QUALIFICATIONS AND JOB DESCRIPTION

Job Description

• Perform site selection, qualification activities, provide evidence of investigators’ qualification and recommendations on additional training required,
• Participate in preparation of clinical trial agreements,
• Provide qualification, initiation, monitoring and close-out visits,
• Participate in organization of investigator meetings, presenting protocol or other relevant study topics, materials, logistics if required,
• Create, collect and maintain clinical trial documentation,
• Assist in selection of the vendors (laboratory, warehouse, broker, courier, etc.) needed for organization of the clinical trial,
• Perform and track Ethics Committees and Health Ministree submissions,notifications and replies,
• Assess the recruitment rate against projected.

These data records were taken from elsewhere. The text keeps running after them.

use crate::workflows::discipline::NegativePointsPolicy;
use std::env;
use std::net::{IpAddr, SocketAddr};
use thiserror::Error;

/// Deployment stage read from `APP_ENV`.
#[derive(Debug, Clone, Copy, PartialEq, Eq)]
pub enum AppEnvironment {
    Development,
    Test,
    Production,
}

impl AppEnvironment {
    fn parse(value: &str) -> Self {
        match value.trim().to_ascii_lowercase().as_str() {
            "prod" | "production" => Self::Production,
            "test" | "ci" => Self::Test,
            _ => Self::Development,
        }
    }

    /// Colour codes are only written to an interactive developer terminal.
    pub fn ansi_logs(self) -> bool {
        self == Self::Development
    }

    /// Production logs carry module targets so aggregated output can be filtered.
    pub fn log_targets(self) -> bool {
        self == Self::Production
    }
}

/// Everything the API binary and the report commands read from the environment.
#[derive(Debug, Clone)]
pub struct AppConfig {
    pub environment: AppEnvironment,
    pub server: ServerConfig,
    pub telemetry: TelemetryConfig,
    pub discipline: DisciplineConfig,
}

impl AppConfig {
    /// Reads `.env` when present, then the process environment.
    pub fn load() -> Result<Self, ConfigError> {
        dotenvy::dotenv().ok();

        let port_raw = var_or("APP_PORT", "3000");
        let port = port_raw
            .trim()
            .parse::<u16>()
            .map_err(|_| ConfigError::InvalidPort { value: port_raw })?;

        let negative_points = env::var("DISCIPLINE_NEGATIVE_POINTS")
            .ok()
            .map(|raw| parse_negative_points(&raw))
            .transpose()?
            .unwrap_or_default();

        Ok(Self {
            environment: AppEnvironment::parse(&var_or("APP_ENV", "development")),
            server: ServerConfig {
                host: var_or("APP_HOST", "127.0.0.1"),
                port,
            },
            telemetry: TelemetryConfig {
                log_level: var_or("APP_LOG_LEVEL", "info"),
            },
            discipline: DisciplineConfig { negative_points },
        })
    }
}

fn var_or(key: &str, default: &str) -> String {
    env::var(key).unwrap_or_else(|_| default.to_string())
}

fn parse_negative_points(raw: &str) -> Result<NegativePointsPolicy, ConfigError> {
    match raw.trim().to_ascii_lowercase().as_str() {
        "credit" | "allow" => Ok(NegativePointsPolicy::AllowCredit),
        "clamp" | "floor" => Ok(NegativePointsPolicy::ClampAtZero),
        _ => Err(ConfigError::InvalidNegativePointsPolicy {
            value: raw.to_string(),
        }),
    }
}

#[derive(Debug, Clone)]
pub struct ServerConfig {
    pub host: String,
    pub port: u16,
}

impl ServerConfig {
    /// `localhost` is accepted as a shorthand for the IPv4 loopback.
    pub fn socket_addr(&self) -> Result<SocketAddr, ConfigError> {
        let ip = if self.host.eq_ignore_ascii_case("localhost") {
            IpAddr::from([127, 0, 0, 1])
        } else {
            self.host
                .parse()
                .map_err(|source| ConfigError::InvalidHost {
                    host: self.host.clone(),
                    source,
                })?
        };

        Ok(SocketAddr::new(ip, self.port))
    }
}

/// Default `tracing` filter, overridden by `RUST_LOG`.
#[derive(Debug, Clone)]
pub struct TelemetryConfig {
    pub log_level: String,
}

/// How point totals treat negative adjustments.
#[derive(Debug, Clone, Copy)]
pub struct DisciplineConfig {
    pub negative_points: NegativePointsPolicy,
}

#[derive(Debug, Error)]
pub enum ConfigError {
    #[error("APP_PORT must be a port number (found '{value}')")]
    InvalidPort { value: String },
    #[error("APP_HOST must be an IP address or localhost (found '{host}')")]
    InvalidHost {
        host: String,
        #[source]
        source: std::net::AddrParseError,
    },
    #[error("DISCIPLINE_NEGATIVE_POINTS must be 'credit' or 'clamp' (found '{value}')")]
    InvalidNegativePointsPolicy { value: String },
}
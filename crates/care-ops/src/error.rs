use crate::config::ConfigError;
use crate::telemetry::TelemetryError;
use crate::workflows::discipline::ImportError;
use axum::http::StatusCode;
use axum::response::{IntoResponse, Response};
use axum::Json;
use serde_json::json;
use thiserror::Error;

/// Top-level failure for the binaries: startup, serving, and spreadsheet reports.
#[derive(Debug, Error)]
pub enum AppError {
    #[error("configuration error: {0}")]
    Config(#[from] ConfigError),
    #[error("telemetry error: {0}")]
    Telemetry(#[from] TelemetryError),
    #[error("io error: {0}")]
    Io(#[from] std::io::Error),
    #[error("server error: {0}")]
    Server(#[from] axum::Error),
    #[error("corrective action import error: {0}")]
    Import(#[from] ImportError),
}

impl AppError {
    /// Only a bad upload is the caller's fault; everything else is ours.
    fn status(&self) -> StatusCode {
        match self {
            AppError::Import(_) => StatusCode::BAD_REQUEST,
            _ => StatusCode::INTERNAL_SERVER_ERROR,
        }
    }
}

impl IntoResponse for AppError {
    fn into_response(self) -> Response {
        let status = self.status();
        (status, Json(json!({ "error": self.to_string() }))).into_response()
    }
}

Track of patients’ status at each site during the study,
• Coordinate investigational product and non-drug supplies import/export and distribution between sites,
• Ensure appropriate storage of investigational product, study supplies and biologic samples at sites,
• Ensure strong communication with sites, identify, resolve or escalate issues. Keep management informed about progress and compliance of the study,
• Track of study expences and timely preparation of financial reports,
• Review the translations of documents related to the study, adjust global ICFs to the country format.

General Qualification

• Bachelor’s or Master’s Degree (or equivalent) in life science, medical, pharmacy or related field,
• Strong knowledge of GCP and local regulatory requirements,
• Minimum 2 year of experience as a CRA,
• Strong organizational and communication skills,
• Advanced English ( (verbal and written).